Ты мне руку тихо подаешь,
Молчаливо смотришь на меня,
И в руке твоей — немая дрожь, –
Жизнь еще не прожитого дня.
Пo нашим с мамой предположениям, его первой любовью была бледная, сероглазая, русая и красивая, — но, как нам казалось — быть может, ошибочно — незначительная, — Лена Тютюнджи, караимка, дочка директора коктебельского писательского дома отдыха, чуть постарше Алеши и, по слухам, в 1935 г. приехавшая в Ленинград учиться. Серия стихов тянулась с 1934 до 1937 г. (Алешины 15–18 лет), и там был юг, море, ступеньки одноэтажного дома, серые печальные глаза и ленинградские улицы. Но, безусловно, мы могли ошибаться.
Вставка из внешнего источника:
use anyhow::Context;
use clap::{Parser, Subcommand};
use mercury_poll::constants::{
    DEFAULT_ATTEMPTS, DEFAULT_CONNECT_TIMEOUT, DEFAULT_DEVICE_TIMEOUT, DEFAULT_HOST,
    DEFAULT_PLAN_FILE, DEFAULT_READ_TIMEOUT, DEFAULT_RESPONSE_TIMEOUT,
};
use mercury_poll::logging::log_warn;
use mercury_poll::payload::{decode_energy, decode_instant};
use mercury_poll::util::hex::{decode_hex, format_hex_compact};
use mercury_poll::{
    init_logger, log_info, poll, render_json, render_table, Command, PassSummary, PollConfig,
    PollPlan, RequestFrame, ResponseFrame, SerialNumber,
};
use std::path::PathBuf;
use std::time::Duration;

#[derive(Parser)]
#[command(name = "mercury-poll")]
#[command(about = "Poll Mercury 200 meters behind RS-485/Ethernet gateways")]
struct Cli {
    #[command(subcommand)]
    command: Commands,
}

#[derive(Subcommand)]
enum Commands {
    /// Poll every meter in the plan once and print the readings
    Poll {
        /// Gateway host
        #[arg(long, default_value = DEFAULT_HOST)]
        host: String,
        /// Plan file (`port serial [serial ...]` per line); built-in plan if missing
        #[arg(short, long, default_value = DEFAULT_PLAN_FILE)]
        plan: PathBuf,
        #[arg(long, default_value_t = DEFAULT_CONNECT_TIMEOUT.as_millis() as u64)]
        connect_timeout_ms: u64,
        /// Budget per exchange attempt
        #[arg(long, default_value_t = DEFAULT_RESPONSE_TIMEOUT.as_millis() as u64)]
        timeout_ms: u64,
        /// Longest silence between received chunks
        #[arg(long, default_value_t = DEFAULT_READ_TIMEOUT.as_millis() as u64)]
        read_timeout_ms: u64,
        /// Attempts per exchange
        #[arg(short, long, default_value_t = DEFAULT_ATTEMPTS)]
        attempts: u32,
        #[arg(long, default_value_t = DEFAULT_DEVICE_TIMEOUT.as_millis() as u64)]
        device_timeout_ms: u64,
        /// Poll gateway ports concurrently
        #[arg(long)]
        parallel: bool,
        /// Print JSON instead of the table
        #[arg(long)]
        json: bool,
    },
    /// Print the request frame for a meter and command
    Frame {
        serial: String,
        /// 63, 0x27, 63h, instant or energy
        #[arg(value_parser = parse_command)]
        command: Command,
    },
    /// Validate and decode a captured response frame
    Decode {
        #[arg(value_parser = parse_command)]
        command: Command,
        /// Frame bytes in hex; spaces and colons allowed
        hex: String,
    },
}

fn parse_command(s: &str) -> Result<Command, String> {
    let lower = s.trim().to_ascii_lowercase();
    match lower.as_str() {
        "instant" => return Ok(Command::ReadInstant),
        "energy" => return Ok(Command::ReadEnergy),
        _ => {}
    }
    let digits = lower.trim_start_matches("0x").trim_end_matches('h');
    let code = u8::from_str_radix(digits, 16).map_err(|e| format!("{s:?}: {e}"))?;
    Command::try_from(code).map_err(|e| e.to_string())
}

#[tokio::main]
async fn main() -> anyhow::Result<()> {
    init_logger();

    let cli = Cli::parse();

    match cli.command {
        Commands::Poll {
            host,
            plan,
            connect_timeout_ms,
            timeout_ms,
            read_timeout_ms,
            attempts,
            device_timeout_ms,
            parallel,
            json,
        } => {
            let poll_plan = match PollPlan::load(&plan)
                .with_context(|| format!("loading plan {}", plan.display()))?
            {
                Some(poll_plan) => poll_plan,
                None => {
                    log_info(&format!(
                        "{} missing or empty, using built-in plan",
                        plan.display()
                    ));
                    PollPlan::default_plan()
                }
            };

            let config = PollConfig::default()
                .with_host(host)
                .with_connect_timeout(Duration::from_millis(connect_timeout_ms))
                .with_response_timeout(Duration::from_millis(timeout_ms))
                .with_read_timeout(Duration::from_millis(read_timeout_ms))
                .with_attempts(attempts)
                .with_device_timeout(Duration::from_millis(device_timeout_ms))
                .with_concurrent_ports(parallel);

            let reports = poll(&poll_plan, &config).await;

            if json {
                println!("{}", render_json(&reports)?);
            } else {
                print!("{}", render_table(&reports));
            }

            let summary = PassSummary::from_reports(&reports);
            log_info(&format!(
                "pass done: {} complete, {} partial, {} absent, {} malformed, {}/{} ports failed",
                summary.complete,
                summary.partial,
                summary.absent,
                summary.malformed,
                summary.ports_failed,
                summary.ports
            ));
        }
        Commands::Frame { serial, command } => {
            let serial = SerialNumber::new(&serial)?;
            let request = RequestFrame::build(serial.address(), command);
            println!("{}", format_hex_compact(request.as_bytes()));
        }
        Commands::Decode { command, hex } => {
            let bytes = decode_hex(&hex).context("parsing frame hex")?;
            let frame = ResponseFrame::parse(&bytes)?;
            if frame.command != command.code() {
                log_warn(&format!(
                    "frame echoes command {:02X}h, decoding as {command}",
                    frame.command
                ));
            }
            println!("address {} command {:02X}h", frame.address, frame.command);
            match command {
                Command::ReadInstant => {
                    let values = decode_instant(frame.payload)?;
                    println!(
                        "U={:.1} V  I={:.2} A  P={} W",
                        values.voltage, values.current, values.power
                    );
                }
                Command::ReadEnergy => {
                    let totals = decode_energy(frame.payload)?;
                    println!("T1={:.2} kWh  T2={:.2} kWh", totals.tariff1, totals.tariff2);
                }
            }
        }
    }

    Ok(())
}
Папа последнее время нигде не работал — он был уже год или два как принят в Союз писателей, ушел из Арктического института, где отношения стали складываться неважные с начальством, — прежде всего, с новым директором издательства, — теперь папа, сидя по обыкновению за столом перед золоченым медведем до поздней ночи в пиратском головном платке и золотистом дедушкином бухарском халате, что-то переводил, но, главное, писал книги по истории полярных исследований — уже вышла книга «Руал Амундсен» для серии «Жизнь замечательных людей» и краткая «История полярных исследований» и была начата большая книга на ту же тему. Книга была задумана как научно-популярная, но специальных монографий на эту тему не существовало, — и дома появились многочисленные подлинные отчеты об экспедициях — Шекльтона, Скотта, Седова, де Жерлаша, Нансена, Крашенинникова. Обед происходил все так же весело и шумно, на столе появлялся на серебряной тарелочке дареный серебряный кувшинчик с водкой и крошечными серебряными рюмками. Ровно одну папа выпивал перед обедом, потом шел отдыхать перед долгой работой. Дом был постоянно полон гостей из числа литераторов и завсегдатаев Коктебеля — М.Э.Козаков, М.С.Слонимский, С.А.Заранск, С.А.Богданович, Н.Я.Рыкова, и, конечно, в любое время заходили старые друзья и родные — тетя Анюта, тетя Женя, тетя Варя, бабушка Мария Ивановна; Борис и Надя Дьяковы, Серафима Федоровна Филиппова с мужем. И многие другие.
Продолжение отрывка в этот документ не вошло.